I need to make a plot that functions like a density plot for high-density regions on the plot, but below some threshold uses individual points. I couldn't find any existing code that looked similar to what I need in the matplotlib thumbnail gallery or from google searches. I have a working code I wrote myself, but it is somewhat tricky and (more importantly) takes an unacceptably long time when the number of points/bins is large. Here is the code:

import numpy as np
import math
import matplotlib as mpl
import matplotlib.pyplot as plt
import pylab
import numpy.random

#Create the colormap:
halfpurples = {'blue': [(0.0,1.0,1.0),(0.000001, 0.78431373834609985, 0.78431373834609985),
(0.25, 0.729411780834198, 0.729411780834198), (0.5,
0.63921570777893066, 0.63921570777893066), (0.75,
0.56078433990478516, 0.56078433990478516), (1.0, 0.49019607901573181,
0.49019607901573181)],

    'green': [(0.0,1.0,1.0),(0.000001,
    0.60392159223556519, 0.60392159223556519), (0.25,
    0.49019607901573181, 0.49019607901573181), (0.5,
    0.31764706969261169, 0.31764706969261169), (0.75,
    0.15294118225574493, 0.15294118225574493), (1.0, 0.0, 0.0)],

    'red': [(0.0,1.0,1.0),(0.000001,
    0.61960786581039429, 0.61960786581039429), (0.25,
    0.50196081399917603, 0.50196081399917603), (0.5,
    0.41568627953529358, 0.41568627953529358), (0.75,
    0.32941177487373352, 0.32941177487373352), (1.0,
    0.24705882370471954, 0.24705882370471954)]} 

halfpurplecmap = mpl.colors.LinearSegmentedColormap('halfpurples',halfpurples,256)

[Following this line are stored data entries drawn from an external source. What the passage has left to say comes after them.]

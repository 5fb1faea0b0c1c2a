/*
 * Responsibility
 * - GET /api/v1/secured
 * - 認証済み principal の identity / roles を返す (guard の疎通確認用)
 */
use axum::Json;

use crate::api::v1::dto::secured::SecuredResponse;
use crate::api::v1::extractors::AuthCtxExtractor;

pub async fn secured(AuthCtxExtractor(ctx): AuthCtxExtractor) -> Json<SecuredResponse> {
    Json(SecuredResponse {
        success: true,
        identity: ctx.identity().to_string(),
        roles: ctx.roles().iter().cloned().collect(),
    })
}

#Create x,y arrays of normally distributed points
npts = 1000
x = numpy.random.standard_normal(npts)
y = numpy.random.standard_normal(npts)

#Set bin numbers in both axes
nxbins = 25
nybins = 25

#Set the cutoff for resolving the individual points
minperbin = 1

#Make the density histrogram
H, yedges, xedges = np.histogram2d(y,x,bins=(nybins,nxbins))
#Reorient the axes
H =  H[::-1]

extent = [xedges[0],xedges[-1],yedges[0],yedges[-1]]

#Compute all bins where the density plot value is below (or equal to) the threshold
lowxleftedges = [[xedges[i] for j in range(len(H[:,i])) if H[j,i] <= minperbin] for i in range(len(H[0,:]))] 
lowxrightedges = [[xedges[i+1] for j in range(len(H[:,i])) if H[j,i] <= minperbin] for i in range(len(H[0,:]))] 
lowyleftedges = [[yedges[-(j+2)] for j in range(len(H[:,i])) if H[j,i] <= minperbin] for i in range(len(H[0,:]))]
lowyrightedges = [[yedges[-(j+1)] for j in range(len(H[:,i])) if H[j,i] <= minperbin] for i in range(len(H[0,:]))]

#Flatten and convert to numpy array
lowxleftedges = np.asarray([item for sublist in lowxleftedges for item in sublist])
lowxrightedges = np.asarray([item for sublist in lowxrightedges for item in sublist])
lowyleftedges = np.asarray([item for sublist in lowyleftedges for item in sublist])
lowyrightedges = np.asarray([item for sublist in lowyrightedges for item in sublist])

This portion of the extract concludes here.